Consider the records below. How many of their lines include the word "return"? State the number and nothing else.

(SUPPLIED MATERIAL Opens)

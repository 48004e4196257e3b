//! Spatial model of one container.
//!
//! The grid owns its items by key in an ordered map and stamps their keys into
//! a flat cell array. An item occupies exactly the rectangle anchored at its
//! top-left position.

use crate::container::ContainerKind;
use crate::error::GridError;
use crate::item::{Footprint, ItemKey, ItemRecord, Position, Rect};
use std::collections::BTreeMap;
use tracing::{debug, warn};

/// An item held by a grid together with its current anchor.
#[derive(Debug, Clone, PartialEq, Eq)]
pub struct GridItem {
    pub record: ItemRecord,
    pub pos: Position,
}

impl GridItem {
    pub fn rect(&self) -> Rect {
        self.record.footprint().at(self.pos)
    }
}

/// Occupancy grid for one container.
#[derive(Debug, Clone)]
pub struct StorageGrid {
    kind: ContainerKind,
    width: u32,
    height: u32,
    cells: Vec<Option<ItemKey>>,
    items: BTreeMap<ItemKey, GridItem>,
}

impl StorageGrid {
    /// Creates an empty grid with the container's fixed dimensions.
    pub fn new(kind: ContainerKind) -> Result<Self, GridError> {
        let (width, height) = kind.dimensions().ok_or(GridError::NotAGrid { kind })?;
        Ok(Self::with_size(kind, width, height))
    }

    /// Creates an empty grid with explicit dimensions.
    pub fn with_size(kind: ContainerKind, width: u32, height: u32) -> Self {
        Self {
            kind,
            width,
            height,
            cells: vec![None; (width * height) as usize],
            items: BTreeMap::new(),
        }
    }

    /// Builds a grid from a captured snapshot.
    ///
    /// Loading is lenient: the capture reflects whatever the server reported,
    /// so items that leave the grid are kept with only their in-bounds cells
    /// stamped, and later items take over cells shared with earlier ones.
    pub fn load(
        kind: ContainerKind,
        records: impl IntoIterator<Item = ItemRecord>,
    ) -> Result<Self, GridError> {
        let mut grid = Self::new(kind)?;
        grid.load_records(records)?;
        Ok(grid)
    }

    /// Lenient load into an existing (usually empty) grid.
    pub fn load_records(
        &mut self,
        records: impl IntoIterator<Item = ItemRecord>,
    ) -> Result<(), GridError> {
        for record in records {
            let key = record.key;
            if self.items.contains_key(&key) {
                return Err(GridError::DuplicateItem(key));
            }
            let pos = record.position(self.width);
            let rect = record.footprint().at(pos);
            if !rect.fits_within(self.width, self.height) {
                warn!(item = %record, grid = %self.kind, "item extends past grid bounds");
            }
            self.items.insert(key, GridItem { record, pos });
            self.stamp(rect, key);
        }
        Ok(())
    }

    pub fn kind(&self) -> ContainerKind {
        self.kind
    }

    pub fn width(&self) -> u32 {
        self.width
    }

    pub fn height(&self) -> u32 {
        self.height
    }

    pub fn len(&self) -> usize {
        self.items.len()
    }

    pub fn is_empty(&self) -> bool {
        self.items.is_empty()
    }

    pub fn get(&self, key: ItemKey) -> Option<&GridItem> {
        self.items.get(&key)
    }

    pub fn contains(&self, key: ItemKey) -> bool {
        self.items.contains_key(&key)
    }

    /// Items ordered by key.
    pub fn items(&self) -> impl Iterator<Item = &GridItem> {
        self.items.values()
    }

    /// The item stamped into cell `(x, y)`, if any.
    pub fn occupant(&self, x: u32, y: u32) -> Option<ItemKey> {
        self.index(x, y).and_then(|i| self.cells[i])
    }

    /// Number of empty cells.
    pub fn free_cells(&self) -> usize {
        self.cells.iter().filter(|c| c.is_none()).count()
    }

    /// True if the item is fully in bounds and stamped into all of its cells.
    pub fn owns_footprint(&self, key: ItemKey) -> bool {
        let Some(item) = self.items.get(&key) else {
            return false;
        };
        let rect = item.rect();
        rect.fits_within(self.width, self.height)
            && rect.cells().all(|(x, y)| self.occupant(x, y) == Some(key))
    }

    /// Checks that `rect` is in bounds and holds no item other than `ignore`.
    pub fn is_region_free(&self, rect: Rect, ignore: Option<ItemKey>) -> bool {
        rect.fits_within(self.width, self.height)
            && rect.cells().all(|(x, y)| match self.occupant(x, y) {
                None => true,
                Some(k) => Some(k) == ignore,
            })
    }

    /// Places a new item at `pos`. Bounds and overlap are enforced.
    pub fn place(&mut self, mut record: ItemRecord, pos: Position) -> Result<(), GridError> {
        let key = record.key;
        if self.items.contains_key(&key) {
            return Err(GridError::DuplicateItem(key));
        }
        let rect = record.footprint().at(pos);
        self.check_region(key, rect)?;

        record.container = self.kind;
        record.slot_index = pos.to_slot(self.width);
        self.items.insert(key, GridItem { record, pos });
        self.stamp(rect, key);
        debug!(item = %key, grid = %self.kind, %pos, "placed");
        Ok(())
    }

    /// Removes an item, clearing only the cells it still owns.
    pub fn remove(&mut self, key: ItemKey) -> Result<ItemRecord, GridError> {
        let item = self.items.remove(&key).ok_or(GridError::UnknownItem(key))?;
        for (x, y) in item.rect().cells() {
            if let Some(i) = self.index(x, y) {
                if self.cells[i] == Some(key) {
                    self.cells[i] = None;
                }
            }
        }
        Ok(item.record)
    }

    /// Moves an item already in this grid to `pos`.
    ///
    /// The destination may overlap the item's own cells but no other item.
    pub fn relocate(&mut self, key: ItemKey, pos: Position) -> Result<(), GridError> {
        let footprint = self
            .items
            .get(&key)
            .map(|i| i.record.footprint())
            .ok_or(GridError::UnknownItem(key))?;
        self.check_region(key, footprint.at(pos))?;

        let record = self.remove(key)?;
        self.place(record, pos)
    }

    /// Re-stamps an item over its full footprint at its current position.
    ///
    /// Used when an item is already where it belongs but loaded over an
    /// overlapping neighbour. Fails if another item still holds one of the
    /// cells.
    pub fn claim(&mut self, key: ItemKey) -> Result<(), GridError> {
        let rect = self
            .items
            .get(&key)
            .map(GridItem::rect)
            .ok_or(GridError::UnknownItem(key))?;
        self.check_region(key, rect)?;
        self.stamp(rect, key);
        Ok(())
    }

    /// Finds an anchor whose footprint is entirely empty.
    ///
    /// Anchors are scanned in descending row-major order, bottom-right first,
    /// so temporary placements land away from the top-left region being
    /// packed.
    pub fn find_empty_slot(&self, footprint: Footprint) -> Option<Position> {
        self.find_empty_slot_avoiding(footprint, &[])
    }

    /// Like [`find_empty_slot`](Self::find_empty_slot) but also skips anchors
    /// whose rectangle intersects any of `avoid`.
    pub fn find_empty_slot_avoiding(&self, footprint: Footprint, avoid: &[Rect]) -> Option<Position> {
        if footprint.width > self.width || footprint.height > self.height {
            return None;
        }
        for y in (0..=self.height - footprint.height).rev() {
            for x in (0..=self.width - footprint.width).rev() {
                let rect = footprint.at(Position::new(x, y));
                if avoid.iter().any(|a| a.intersects(&rect)) {
                    continue;
                }
                if rect.cells().all(|(cx, cy)| self.occupant(cx, cy).is_none()) {
                    return Some(rect.anchor());
                }
            }
        }
        None
    }

    /// Checks the structural invariants: every stamped cell belongs to an
    /// item whose rectangle covers it, and no two items overlap in bounds.
    pub fn is_consistent(&self) -> bool {
        for y in 0..self.height {
            for x in 0..self.width {
                if let Some(key) = self.occupant(x, y) {
                    match self.items.get(&key) {
                        Some(item) if item.rect().contains(x, y) => {}
                        _ => return false,
                    }
                }
            }
        }
        self.items.keys().all(|k| self.owns_footprint(*k))
    }

    fn check_region(&self, key: ItemKey, rect: Rect) -> Result<(), GridError> {
        if !rect.fits_within(self.width, self.height) {
            return Err(GridError::OutOfBounds {
                item: key,
                pos: rect.anchor(),
                width: self.width,
                height: self.height,
            });
        }
        for (x, y) in rect.cells() {
            if let Some(other) = self.occupant(x, y) {
                if other != key {
                    return Err(GridError::Overlap {
                        item: key,
                        other,
                        pos: Position::new(x, y),
                    });
                }
            }
        }
        Ok(())
    }

    fn stamp(&mut self, rect: Rect, key: ItemKey) {
        for (x, y) in rect.cells() {
            if let Some(i) = self.index(x, y) {
                self.cells[i] = Some(key);
            }
        }
    }

    fn index(&self, x: u32, y: u32) -> Option<usize> {
        (x < self.width && y < self.height).then(|| (y * self.width + x) as usize)
    }
}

(SUPPLIED MATERIAL Closes)

> RESULT FOR THIS EXERCISE: 8